MATERIAL TO PROCESS:
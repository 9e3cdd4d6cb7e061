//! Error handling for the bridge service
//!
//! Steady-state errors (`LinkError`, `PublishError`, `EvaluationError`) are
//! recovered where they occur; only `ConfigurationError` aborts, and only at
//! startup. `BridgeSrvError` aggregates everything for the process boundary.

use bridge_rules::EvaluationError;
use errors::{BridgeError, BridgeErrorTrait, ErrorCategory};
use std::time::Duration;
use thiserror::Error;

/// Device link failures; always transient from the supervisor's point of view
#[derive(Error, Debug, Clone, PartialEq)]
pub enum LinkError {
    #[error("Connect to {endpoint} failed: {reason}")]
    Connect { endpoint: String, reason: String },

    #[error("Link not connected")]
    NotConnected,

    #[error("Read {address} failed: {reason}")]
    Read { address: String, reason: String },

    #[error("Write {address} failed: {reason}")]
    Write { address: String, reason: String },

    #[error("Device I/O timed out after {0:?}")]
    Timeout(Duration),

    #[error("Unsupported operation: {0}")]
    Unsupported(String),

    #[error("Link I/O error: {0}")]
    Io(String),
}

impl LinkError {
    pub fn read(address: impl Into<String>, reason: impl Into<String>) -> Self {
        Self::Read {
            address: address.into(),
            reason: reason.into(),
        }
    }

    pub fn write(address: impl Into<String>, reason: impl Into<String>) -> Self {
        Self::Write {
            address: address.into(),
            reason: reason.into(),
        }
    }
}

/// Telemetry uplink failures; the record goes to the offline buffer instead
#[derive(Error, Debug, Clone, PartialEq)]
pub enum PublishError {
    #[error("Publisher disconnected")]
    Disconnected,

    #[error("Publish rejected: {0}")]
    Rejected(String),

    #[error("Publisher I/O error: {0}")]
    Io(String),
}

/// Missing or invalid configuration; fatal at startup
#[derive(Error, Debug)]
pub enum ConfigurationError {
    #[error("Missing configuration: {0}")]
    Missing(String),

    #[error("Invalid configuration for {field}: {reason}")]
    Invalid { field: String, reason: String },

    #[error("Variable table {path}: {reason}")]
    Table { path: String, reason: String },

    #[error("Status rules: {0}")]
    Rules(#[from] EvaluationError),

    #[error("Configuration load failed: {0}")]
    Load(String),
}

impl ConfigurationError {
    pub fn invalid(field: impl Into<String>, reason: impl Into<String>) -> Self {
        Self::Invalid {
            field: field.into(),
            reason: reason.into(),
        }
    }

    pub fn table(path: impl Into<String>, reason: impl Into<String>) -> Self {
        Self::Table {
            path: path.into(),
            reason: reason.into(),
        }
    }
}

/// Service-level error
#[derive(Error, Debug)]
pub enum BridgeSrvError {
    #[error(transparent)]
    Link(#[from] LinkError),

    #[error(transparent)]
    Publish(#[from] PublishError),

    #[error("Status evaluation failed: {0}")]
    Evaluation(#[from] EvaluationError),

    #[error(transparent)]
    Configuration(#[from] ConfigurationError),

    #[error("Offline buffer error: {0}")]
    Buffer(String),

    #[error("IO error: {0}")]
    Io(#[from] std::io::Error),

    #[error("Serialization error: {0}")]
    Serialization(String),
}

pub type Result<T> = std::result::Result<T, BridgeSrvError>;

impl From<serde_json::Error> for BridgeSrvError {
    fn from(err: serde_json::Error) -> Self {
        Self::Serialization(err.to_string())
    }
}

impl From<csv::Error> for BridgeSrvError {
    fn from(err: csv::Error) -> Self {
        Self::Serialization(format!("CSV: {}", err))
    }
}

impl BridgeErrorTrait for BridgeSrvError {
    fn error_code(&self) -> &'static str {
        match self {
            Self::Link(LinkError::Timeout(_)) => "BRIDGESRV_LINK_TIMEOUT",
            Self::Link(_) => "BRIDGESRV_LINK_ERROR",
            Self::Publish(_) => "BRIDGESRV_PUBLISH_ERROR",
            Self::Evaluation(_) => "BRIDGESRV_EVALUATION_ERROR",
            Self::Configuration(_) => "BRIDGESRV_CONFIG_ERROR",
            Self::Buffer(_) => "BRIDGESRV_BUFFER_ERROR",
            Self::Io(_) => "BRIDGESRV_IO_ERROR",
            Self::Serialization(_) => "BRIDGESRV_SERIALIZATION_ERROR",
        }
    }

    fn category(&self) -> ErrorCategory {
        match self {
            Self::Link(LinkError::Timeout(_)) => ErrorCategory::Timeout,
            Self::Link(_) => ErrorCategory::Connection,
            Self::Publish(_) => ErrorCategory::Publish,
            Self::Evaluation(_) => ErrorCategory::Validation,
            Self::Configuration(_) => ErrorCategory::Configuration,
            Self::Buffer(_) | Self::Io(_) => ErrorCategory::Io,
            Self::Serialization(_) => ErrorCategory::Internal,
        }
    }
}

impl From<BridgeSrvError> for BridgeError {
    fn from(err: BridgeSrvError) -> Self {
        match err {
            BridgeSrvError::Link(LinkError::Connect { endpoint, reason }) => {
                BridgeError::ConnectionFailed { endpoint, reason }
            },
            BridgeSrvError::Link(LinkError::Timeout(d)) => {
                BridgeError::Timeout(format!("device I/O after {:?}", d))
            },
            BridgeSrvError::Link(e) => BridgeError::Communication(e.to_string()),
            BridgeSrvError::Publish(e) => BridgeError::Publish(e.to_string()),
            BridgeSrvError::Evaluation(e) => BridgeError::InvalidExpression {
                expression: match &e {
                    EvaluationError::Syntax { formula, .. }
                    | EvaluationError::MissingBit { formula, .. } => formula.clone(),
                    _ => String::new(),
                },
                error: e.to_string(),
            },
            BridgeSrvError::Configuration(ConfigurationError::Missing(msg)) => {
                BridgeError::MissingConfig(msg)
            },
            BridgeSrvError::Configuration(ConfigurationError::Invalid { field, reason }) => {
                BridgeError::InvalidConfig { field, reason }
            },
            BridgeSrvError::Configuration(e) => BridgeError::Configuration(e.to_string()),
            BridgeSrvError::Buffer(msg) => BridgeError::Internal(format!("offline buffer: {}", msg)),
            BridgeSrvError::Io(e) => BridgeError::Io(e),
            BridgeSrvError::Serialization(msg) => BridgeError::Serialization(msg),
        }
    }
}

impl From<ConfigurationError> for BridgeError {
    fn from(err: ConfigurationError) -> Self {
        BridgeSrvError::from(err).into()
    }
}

WHAT IS BEING ASKED:
Gather each line of the records holding the string "startup".

OUTPUT BELOW:
//! startup. `BridgeSrvError` aggregates everything for the process boundary.
/// Missing or invalid configuration; fatal at startup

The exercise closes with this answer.